Xin Liu (S’12-M’13) is currently an Associate Professor in the School of Information and Communication Engineering at Dalian University of Technology, China. He received the B.S. degree in electronics and information engineering in 2006, the M.E. degree in signal and information processing in 2008, and the Ph.D. degree in information and communication engineering in 2012, from Harbin Institute of Technology, Harbin, China. From Jun. 2012 to Jun. 2013, Xin Liu did postdoctoral research in Nanyang University of Technology, Singapore. From Jun. 2013 to May. 2016, he was an assistant Professor in the College of Astronautics at Nanjing University of Aeronautics and Astronautics. His recent research interests include Cognitive Radio, Wireless Power Transfer and Satellite Communication. He has published more than 50 papers in refereed journals and international conferences. Dr. Liu is a member of the IEEE. He served as a technical program committee (TPC) member for many interferences, e.g., Globecom, Chinacom, WCSP.

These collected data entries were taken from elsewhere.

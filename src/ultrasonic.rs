//! HC-SR04 style trigger/echo distance measurement.
//!
//! Registration records which pins act as trigger and echo. A measurement
//! sends one trigger pulse and one pulse-width read on the echo pin under a
//! single time bound. Only a successful measurement updates the cached
//! distance, so a timeout leaves the previous reading in place.

use firmbridge_shared::{
    Command, CommandError, Failure, Level, Payload, PeripheralSession, Pin, Rejection,
};
use std::time::Duration;
use tokio::sync::{RwLock, watch};

/// Low time before the trigger pulse.
pub const SETTLE_MICROS: u32 = 2;
/// Trigger pulse width expected by the sensor.
pub const TRIGGER_PULSE_MICROS: u32 = 10;
/// Speed of sound at ~20 C.
pub const SPEED_OF_SOUND_CM_PER_MICRO: f64 = 0.0343;

/// Echo width is the round trip, so halve it.
pub fn micros_to_cm(echo_micros: f64) -> f64 {
    echo_micros / 2.0 * SPEED_OF_SOUND_CM_PER_MICRO
}

#[derive(Debug, Clone, Copy, Default, PartialEq, Eq)]
pub struct PinPair {
    pub trigger: Option<Pin>,
    pub echo: Option<Pin>,
}

#[derive(Debug)]
pub struct UltrasonicSensor {
    pins: RwLock<PinPair>,
    timeout_micros: u32,
    last_distance: watch::Sender<Option<f64>>,
}

impl UltrasonicSensor {
    pub fn new(timeout_micros: u32) -> Self {
        let (last_distance, _) = watch::channel(None);
        Self {
            pins: RwLock::new(PinPair::default()),
            timeout_micros,
            last_distance,
        }
    }

    pub fn timeout_micros(&self) -> u32 {
        self.timeout_micros
    }

    /// Last write wins.
    pub async fn set_trigger(&self, pin: Pin) {
        self.pins.write().await.trigger = Some(pin);
        tracing::debug!("Ultrasonic trigger pin set to {}", pin);
    }

    pub async fn set_echo(&self, pin: Pin) {
        self.pins.write().await.echo = Some(pin);
        tracing::debug!("Ultrasonic echo pin set to {}", pin);
    }

    pub async fn pins(&self) -> PinPair {
        *self.pins.read().await
    }

    /// Last successful measurement in centimeters, or 0 if there never was one.
    pub fn read_distance(&self) -> f64 {
        self.last_distance().unwrap_or(0.0)
    }

    pub fn last_distance(&self) -> Option<f64> {
        *self.last_distance.borrow()
    }

    /// Follow cached distance updates without polling.
    pub fn subscribe(&self) -> watch::Receiver<Option<f64>> {
        self.last_distance.subscribe()
    }

    /// Run one trigger/echo cycle.
    ///
    /// The whole exchange, trigger included, is bounded by the echo timeout
    /// plus `grace` for the round trip, so a session that never answers
    /// still ends in `EchoTimeout`. Callers must not run two measurements at
    /// once on the same sensor.
    pub async fn measure(
        &self,
        session: &dyn PeripheralSession,
        grace: Duration,
    ) -> Result<f64, CommandError> {
        let PinPair { trigger, echo } = self.pins().await;
        let trigger = trigger.ok_or(Rejection::PinNotAssigned("trigger"))?;
        let echo = echo.ok_or(Rejection::PinNotAssigned("echo"))?;
        let timeout = Failure::EchoTimeout {
            timeout_micros: self.timeout_micros,
        };

        let bound = Duration::from_micros(u64::from(self.timeout_micros)) + grace;
        let reply = match tokio::time::timeout(bound, self.exchange(session, trigger, echo)).await
        {
            Ok(reply) => reply?,
            Err(_) => {
                tracing::warn!("No echo reply within {:?}", bound);
                return Err(timeout.into());
            }
        };

        let micros = match reply {
            Payload::Number(n) if n.is_finite() => n,
            other => {
                return Err(Failure::Session(format!("unexpected echo reply {:?}", other)).into());
            }
        };
        if micros <= 0.0 || micros > f64::from(self.timeout_micros) {
            tracing::warn!("Echo timeout on {} ({}us)", echo, micros);
            return Err(timeout.into());
        }

        let distance = micros_to_cm(micros);
        self.last_distance.send_replace(Some(distance));
        tracing::debug!("Distance {:.2} cm ({}us echo)", distance, micros);
        Ok(distance)
    }

    async fn exchange(
        &self,
        session: &dyn PeripheralSession,
        trigger: Pin,
        echo: Pin,
    ) -> Result<Payload, Failure> {
        let pulse = Command::PulseOut {
            pin: trigger,
            settle_micros: SETTLE_MICROS,
            high_micros: TRIGGER_PULSE_MICROS,
        };
        tracing::debug!("MCU <- {}", pulse);
        session.send(pulse).await?;

        let read = Command::PulseIn {
            pin: echo,
            level: Level::High,
            timeout_micros: self.timeout_micros,
        };
        tracing::debug!("MCU <- {}", read);
        Ok(session.send(read).await?)
    }
}

#[cfg(test)]
mod tests {
    use super::*;
    use async_trait::async_trait;
    use firmbridge_shared::{ConnectionState, SessionError};
    use std::sync::Mutex;

    /// Answers pulse reads from a script, one entry per read.
    struct Scripted {
        replies: Mutex<Vec<Result<Payload, SessionError>>>,
        sent: Mutex<Vec<String>>,
    }

    impl Scripted {
        fn new(replies: Vec<Result<Payload, SessionError>>) -> Self {
            Self {
                replies: Mutex::new(replies),
                sent: Mutex::new(Vec::new()),
            }
        }
    }

    #[async_trait]
    impl PeripheralSession for Scripted {
        async fn send(&self, command: Command) -> Result<Payload, SessionError> {
            self.sent.lock().unwrap().push(command.to_line());
            match command {
                Command::PulseIn { .. } => self.replies.lock().unwrap().remove(0),
                _ => Ok(Payload::Unit),
            }
        }

        fn connection_state(&self) -> ConnectionState {
            ConnectionState::Connected
        }
    }

    /// Never acknowledges the trigger pulse.
    struct StalledTrigger;

    #[async_trait]
    impl PeripheralSession for StalledTrigger {
        async fn send(&self, command: Command) -> Result<Payload, SessionError> {
            match command {
                Command::PulseOut { .. } => std::future::pending().await,
                _ => Ok(Payload::Number(1000.0)),
            }
        }

        fn connection_state(&self) -> ConnectionState {
            ConnectionState::Connected
        }
    }

    async fn wired(timeout_micros: u32) -> UltrasonicSensor {
        let sensor = UltrasonicSensor::new(timeout_micros);
        sensor.set_trigger(Pin::Digital(8)).await;
        sensor.set_echo(Pin::Digital(7)).await;
        sensor
    }

    #[test]
    fn test_conversion() {
        assert!((micros_to_cm(1000.0) - 17.15).abs() < 1e-9);
        assert_eq!(micros_to_cm(0.0), 0.0);
    }

    #[tokio::test]
    async fn test_measure_sends_trigger_then_echo_read() {
        let sensor = wired(30_000).await;
        let session = Scripted::new(vec![Ok(Payload::Number(2000.0))]);
        let cm = sensor.measure(&session, Duration::from_millis(50)).await.unwrap();
        assert!((cm - 34.3).abs() < 1e-9);
        assert_eq!(sensor.last_distance(), Some(cm));
        assert_eq!(
            *session.sent.lock().unwrap(),
            vec!["pulse_out D8 2 10".to_string(), "pulse_in D7 1 30000".to_string()]
        );
    }

    #[tokio::test]
    async fn test_zero_and_overlong_echo_are_timeouts() {
        let sensor = wired(30_000).await;
        let session = Scripted::new(vec![
            Ok(Payload::Number(0.0)),
            Ok(Payload::Number(30_001.0)),
        ]);
        for _ in 0..2 {
            let err = sensor.measure(&session, Duration::from_millis(50)).await.unwrap_err();
            assert_eq!(
                err,
                CommandError::Failed(Failure::EchoTimeout {
                    timeout_micros: 30_000
                })
            );
        }
        assert_eq!(sensor.last_distance(), None);
        assert_eq!(sensor.read_distance(), 0.0);
    }

    #[tokio::test]
    async fn test_stalled_trigger_is_bounded() {
        let sensor = wired(5_000).await;
        let err = tokio::time::timeout(
            Duration::from_secs(2),
            sensor.measure(&StalledTrigger, Duration::from_millis(20)),
        )
        .await
        .expect("measurement must end on its own")
        .unwrap_err();
        assert_eq!(
            err,
            CommandError::Failed(Failure::EchoTimeout {
                timeout_micros: 5_000
            })
        );
        assert_eq!(sensor.last_distance(), None);
    }

    #[tokio::test]
    async fn test_unregistered_pins_are_rejected() {
        let sensor = UltrasonicSensor::new(30_000);
        sensor.set_echo(Pin::Digital(7)).await;
        let session = Scripted::new(vec![]);
        let err = sensor.measure(&session, Duration::ZERO).await.unwrap_err();
        assert_eq!(err, CommandError::Rejected(Rejection::PinNotAssigned("trigger")));
        assert!(session.sent.lock().unwrap().is_empty());
    }

    #[tokio::test]
    async fn test_reregistration_overwrites() {
        let sensor = wired(30_000).await;
        sensor.set_trigger(Pin::Digital(4)).await;
        assert_eq!(
            sensor.pins().await,
            PinPair {
                trigger: Some(Pin::Digital(4)),
                echo: Some(Pin::Digital(7))
            }
        );
    }
}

Victor C. M. Leung (S’75-M’89-SM’97-F’03) received the B.A.Sc. (Hons.) degree in electrical engineering from the University of British Columbia (UBC) in 1977, and was awarded the APEBC Gold Medal as the head of the graduating class in the Faculty of Applied Science. He attended graduate school at UBC on a Natural Sciences and Engineering Research Council Postgraduate Scholarship and received the Ph.D. degree in electrical engineering in 1982. From 1981 to 1987, Dr. Leung was a Senior Member of Technical Staff and satellite system specialist at MPR Teltech Ltd., Canada. In 1988, he was a Lecturer in the Department of Electronics at the Chinese University of Hong Kong. He returned to UBC as a faculty member in 1989, and currently holds the positions of Professor and TELUS Mobility Research Chair in Advanced Telecommunications Engineering in the Department of Electrical and Computer Engineering. Dr. Leung has co-authored more than 950 technical papers in international journals and conference proceedings, 33 book chapters, and co-edited 12 book titles. Several of his papers had been selected for best paper awards. His research interests are in the areas wireless networks and mobile systems. Dr. Leung is a registered Professional Engineer in the Province of British Columbia, Canada. He is a Fellow of IEEE, the Royal Society of Canada, the Engineering Institute of Canada, and the Canadian Academy of Engineering. He was a Distinguished Lecturer of the IEEE Communications Society. He is a member of the editorial boards of the IEEE Wireless Communications Letters, IEEE Transactions on Green Communications and Networking, IEEE Access, Computer Communications, and several other journals, and has previously served on the editorial boards of the IEEE Journal on Selected Areas in Communications C Wireless Communications Series and Series on Green Communications and Networking, IEEE Transactions on Wireless Communications, IEEE Transactions on Vehicular Technology, IEEE Transactions on Computers, and Journal of Communications and Networks. He has guestedited many journal special issues, and provided leadership to the organizing committees and technical program committees of numerous conferences and workshops. He was a recipient of the IEEE Vancouver Section Centennial Award and 2012 UBC Killam Research Prize.